I think looking for the alterations right now is obviously mostly focused in patients who have advanced disease, because there's something that we can do with the results. I think the question that you asked, which is a much bigger and probably much more important question is, how does that figure into the risk profile of patients who have localized disease? And can we use that information, for example, to try to reduce the risk that they will have a relapse as a result of micrometastases that have already occurred? There have been a number of studies that have been started looking at using neoadjuvant therapy, for example, on patients undergoing prostatectomy, using things like PARP inhibitors and platinum therapy. So, people are trying to answer that question about, can we leverage those findings in a way that's going to be really helpful to men, but I don't think we have the answer for that today.

Thomas Keane: 
Yeah, because that would be, to your average urologist, all we have is the Gleason grade and MRIs and basically imaging to show us what we think is high-risk prostate cancer, and then we occasionally find the 3+4 or the 4+4 that you didn't really think was going to do anything, that ends up killing the patient, but certainly it's 3+4 would surprise you. But this, your presentation, to a guy who is the field, if you like, I'm taken out of prostate for doing stuff like this, and I'd much rather have a clearer mechanism by which I could say you're likely to get into trouble, even if you're at least in greatest discordant with what we're looking at from your genetic makeup. That's the person that I really want to hit hard. And perhaps somebody who doesn't have that would be somebody that you might be more tempted to, perhaps, assume active surveillance. And again, as you say, we're at the beginning of this, but it certainly would be a huge potential and a massive gain in the field.

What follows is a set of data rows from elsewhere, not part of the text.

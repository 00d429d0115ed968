//! Common types and utilities shared across CLI commands.

use crate::error::CliError;
use bloomwatch::geo::{parse_bbox, parse_date, BBox, DateRange};
use clap::{Args, ValueEnum};
use serde::Serialize;
use std::path::Path;

/// Output rendering for command results.
#[derive(Debug, Clone, Copy, Default, ValueEnum, PartialEq)]
pub enum OutputFormat {
    /// Human-readable text
    #[default]
    Text,
    /// Pretty-printed JSON
    Json,
}

/// Date selection shared by `view` and `scenes`.
#[derive(Debug, Clone, Args)]
pub struct DateArgs {
    /// Single day (YYYY-MM-DD)
    #[arg(long, conflicts_with_all = ["start", "end"])]
    pub date: Option<String>,

    /// Range start (YYYY-MM-DD), requires --end
    #[arg(long, requires = "end")]
    pub start: Option<String>,

    /// Range end (YYYY-MM-DD), requires --start
    #[arg(long, requires = "start")]
    pub end: Option<String>,
}

impl DateArgs {
    /// Resolve to a concrete range.
    pub fn to_range(&self) -> Result<DateRange, CliError> {
        match (&self.date, &self.start, &self.end) {
            (Some(day), _, _) => Ok(DateRange::single(parse_day("date", day)?)),
            (None, Some(start), Some(end)) => {
                DateRange::new(parse_day("start", start)?, parse_day("end", end)?)
                    .map_err(|e| CliError::InvalidArgument(e.to_string()))
            }
            _ => Err(CliError::InvalidArgument(
                "either --date or both --start and --end are required".to_string(),
            )),
        }
    }
}

fn parse_day(flag: &str, value: &str) -> Result<chrono::NaiveDate, CliError> {
    parse_date(value).map_err(|e| CliError::InvalidArgument(format!("--{}: {}", flag, e)))
}

/// Parse a `min_lon,min_lat,max_lon,max_lat` argument.
pub fn resolve_bbox(value: &str) -> Result<BBox, CliError> {
    parse_bbox(value).map_err(|e| CliError::InvalidArgument(e.to_string()))
}

/// Read an image file into memory.
pub fn read_image(path: &Path) -> Result<Vec<u8>, CliError> {
    std::fs::read(path).map_err(|error| CliError::FileRead {
        path: path.display().to_string(),
        error,
    })
}

/// Print `value` as pretty JSON on stdout.
pub fn print_json<T: Serialize>(value: &T) -> Result<(), CliError> {
    println!("{}", serde_json::to_string_pretty(value)?);
    Ok(())
}

/// Format an optional cloud cover percentage.
pub fn format_cloud(cloud_cover_pct: Option<f64>) -> String {
    match cloud_cover_pct {
        Some(pct) => format!("{:.1}%", pct),
        None => "unknown".to_string(),
    }
}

Bruce Montgomery: Absolutely agree and I think there are a number of projects going on nationally, focused primarily in detecting germline alterations in men who are being considered for various localized therapies. And by finding them, then finding their families and how they can all benefit from earlier detection and early appropriate therapy. So I think this is an area that people are very excited for all the reasons that you and I are. That this provides a potential point of leverage much earlier in the course of the disease and we all hope that that's really going to be something that ends up being something that we can use to cure more men and I think that's obviously what many of us are focused on.

Thomas Keane: 
Well, Professor Montgomery, thank you so much. It was a wonderful presentation. I really think it's maybe the beginning of a big change, and certainly being able to detect it in the original specimen is a huge advantage to trying to detect it further down the line. I wish you all the best with your future work and thank you for coming on UroToday.

Bruce Montgomery: 
Thanks so much for the opportunity. You folks do very important work and we would be happy at any time you want to invite us back to participate.

Thomas Keane: Oh, we will indeed. We'll be keeping an eye on things. Thank you very much.